What is needed: Locate and copy each line in the data that contains the word "struct".

Information:

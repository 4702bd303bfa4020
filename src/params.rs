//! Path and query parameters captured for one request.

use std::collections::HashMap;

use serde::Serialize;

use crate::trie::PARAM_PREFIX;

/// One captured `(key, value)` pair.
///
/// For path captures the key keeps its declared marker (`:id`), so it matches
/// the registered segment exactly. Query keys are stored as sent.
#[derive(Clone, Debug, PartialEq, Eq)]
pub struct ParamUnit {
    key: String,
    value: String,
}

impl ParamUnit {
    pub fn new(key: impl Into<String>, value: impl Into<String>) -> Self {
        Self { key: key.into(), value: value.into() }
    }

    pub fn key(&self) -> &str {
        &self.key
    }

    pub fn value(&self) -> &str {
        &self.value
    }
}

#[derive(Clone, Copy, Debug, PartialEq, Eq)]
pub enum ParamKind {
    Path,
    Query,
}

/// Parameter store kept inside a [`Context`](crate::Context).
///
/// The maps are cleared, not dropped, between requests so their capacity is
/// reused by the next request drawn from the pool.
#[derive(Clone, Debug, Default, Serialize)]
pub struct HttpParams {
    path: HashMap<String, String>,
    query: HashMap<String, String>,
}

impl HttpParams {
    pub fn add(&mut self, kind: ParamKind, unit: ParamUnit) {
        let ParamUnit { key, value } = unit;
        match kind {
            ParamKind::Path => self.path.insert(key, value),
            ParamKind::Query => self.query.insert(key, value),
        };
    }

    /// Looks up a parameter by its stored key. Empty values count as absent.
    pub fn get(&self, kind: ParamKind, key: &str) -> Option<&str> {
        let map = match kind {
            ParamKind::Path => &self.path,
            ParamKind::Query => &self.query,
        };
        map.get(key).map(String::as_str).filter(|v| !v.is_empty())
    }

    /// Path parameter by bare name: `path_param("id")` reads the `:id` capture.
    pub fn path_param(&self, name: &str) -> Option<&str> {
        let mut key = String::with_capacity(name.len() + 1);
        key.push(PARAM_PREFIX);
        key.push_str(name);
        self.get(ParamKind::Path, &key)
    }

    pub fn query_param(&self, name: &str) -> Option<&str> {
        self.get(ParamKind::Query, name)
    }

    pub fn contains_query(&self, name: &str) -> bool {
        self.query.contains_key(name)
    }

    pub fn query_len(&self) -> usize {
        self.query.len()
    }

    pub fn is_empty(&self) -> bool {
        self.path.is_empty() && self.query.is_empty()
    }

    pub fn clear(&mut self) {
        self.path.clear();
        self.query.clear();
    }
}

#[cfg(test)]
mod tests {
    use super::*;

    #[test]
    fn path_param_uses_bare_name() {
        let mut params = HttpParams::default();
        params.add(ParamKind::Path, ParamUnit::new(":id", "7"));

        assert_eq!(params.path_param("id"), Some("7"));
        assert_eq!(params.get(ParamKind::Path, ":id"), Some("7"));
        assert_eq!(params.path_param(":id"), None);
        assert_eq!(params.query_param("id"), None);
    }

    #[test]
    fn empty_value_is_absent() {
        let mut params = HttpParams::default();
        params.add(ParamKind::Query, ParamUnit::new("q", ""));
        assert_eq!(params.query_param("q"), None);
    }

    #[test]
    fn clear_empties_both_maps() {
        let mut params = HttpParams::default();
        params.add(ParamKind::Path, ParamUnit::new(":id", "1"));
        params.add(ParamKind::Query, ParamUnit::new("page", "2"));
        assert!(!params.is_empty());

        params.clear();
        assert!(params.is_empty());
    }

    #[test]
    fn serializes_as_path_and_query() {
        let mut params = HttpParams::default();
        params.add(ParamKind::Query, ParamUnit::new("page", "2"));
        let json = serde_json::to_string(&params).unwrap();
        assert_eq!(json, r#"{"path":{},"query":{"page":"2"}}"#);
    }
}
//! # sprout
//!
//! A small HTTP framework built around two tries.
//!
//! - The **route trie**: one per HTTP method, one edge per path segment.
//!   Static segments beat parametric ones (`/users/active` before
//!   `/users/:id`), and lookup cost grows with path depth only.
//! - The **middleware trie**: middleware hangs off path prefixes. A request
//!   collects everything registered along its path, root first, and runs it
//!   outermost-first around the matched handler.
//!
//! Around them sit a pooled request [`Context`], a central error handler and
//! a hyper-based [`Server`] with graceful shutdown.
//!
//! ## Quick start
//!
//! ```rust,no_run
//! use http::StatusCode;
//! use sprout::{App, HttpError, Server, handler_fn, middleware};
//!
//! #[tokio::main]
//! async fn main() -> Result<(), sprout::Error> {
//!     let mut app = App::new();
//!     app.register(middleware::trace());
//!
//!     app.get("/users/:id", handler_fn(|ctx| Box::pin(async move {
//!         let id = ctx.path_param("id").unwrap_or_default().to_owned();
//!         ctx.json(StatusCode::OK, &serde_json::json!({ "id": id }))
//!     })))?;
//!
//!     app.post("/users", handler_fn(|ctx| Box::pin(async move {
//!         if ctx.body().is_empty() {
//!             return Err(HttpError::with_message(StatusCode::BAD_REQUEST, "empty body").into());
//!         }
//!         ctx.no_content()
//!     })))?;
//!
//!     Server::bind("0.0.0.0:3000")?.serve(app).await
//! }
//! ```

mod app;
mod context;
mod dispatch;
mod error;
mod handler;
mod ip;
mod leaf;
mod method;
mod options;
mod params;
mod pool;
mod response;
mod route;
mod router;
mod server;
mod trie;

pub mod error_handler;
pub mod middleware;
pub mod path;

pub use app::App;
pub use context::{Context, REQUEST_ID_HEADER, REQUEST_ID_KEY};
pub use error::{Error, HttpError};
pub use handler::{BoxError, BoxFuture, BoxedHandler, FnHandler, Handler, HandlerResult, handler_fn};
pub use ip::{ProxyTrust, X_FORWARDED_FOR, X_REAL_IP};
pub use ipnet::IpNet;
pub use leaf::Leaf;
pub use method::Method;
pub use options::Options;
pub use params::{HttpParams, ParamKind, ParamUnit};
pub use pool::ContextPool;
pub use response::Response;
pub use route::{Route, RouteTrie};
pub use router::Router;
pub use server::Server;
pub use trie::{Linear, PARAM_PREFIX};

* * *

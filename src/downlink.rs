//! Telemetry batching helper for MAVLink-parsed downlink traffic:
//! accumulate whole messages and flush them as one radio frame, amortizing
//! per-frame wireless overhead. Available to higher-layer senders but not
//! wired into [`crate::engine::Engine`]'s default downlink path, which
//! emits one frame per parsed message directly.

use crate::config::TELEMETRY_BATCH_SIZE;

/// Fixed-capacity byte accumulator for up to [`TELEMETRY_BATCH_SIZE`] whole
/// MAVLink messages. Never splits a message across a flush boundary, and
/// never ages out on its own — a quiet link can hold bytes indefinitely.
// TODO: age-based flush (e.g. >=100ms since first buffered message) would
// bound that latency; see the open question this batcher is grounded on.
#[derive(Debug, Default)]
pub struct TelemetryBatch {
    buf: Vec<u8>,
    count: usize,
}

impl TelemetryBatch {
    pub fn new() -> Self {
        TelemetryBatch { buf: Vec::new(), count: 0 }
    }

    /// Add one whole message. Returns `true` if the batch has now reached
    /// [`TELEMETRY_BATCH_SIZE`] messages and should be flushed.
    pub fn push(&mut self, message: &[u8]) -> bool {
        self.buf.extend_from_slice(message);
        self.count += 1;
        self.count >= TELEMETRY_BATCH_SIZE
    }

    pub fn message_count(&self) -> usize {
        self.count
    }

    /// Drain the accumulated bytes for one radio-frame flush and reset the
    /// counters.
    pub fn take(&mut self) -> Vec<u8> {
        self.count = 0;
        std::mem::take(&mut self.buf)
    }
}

Solution for this exercise:
pub struct ParamUnit {
pub struct HttpParams {
pub struct TelemetryBatch {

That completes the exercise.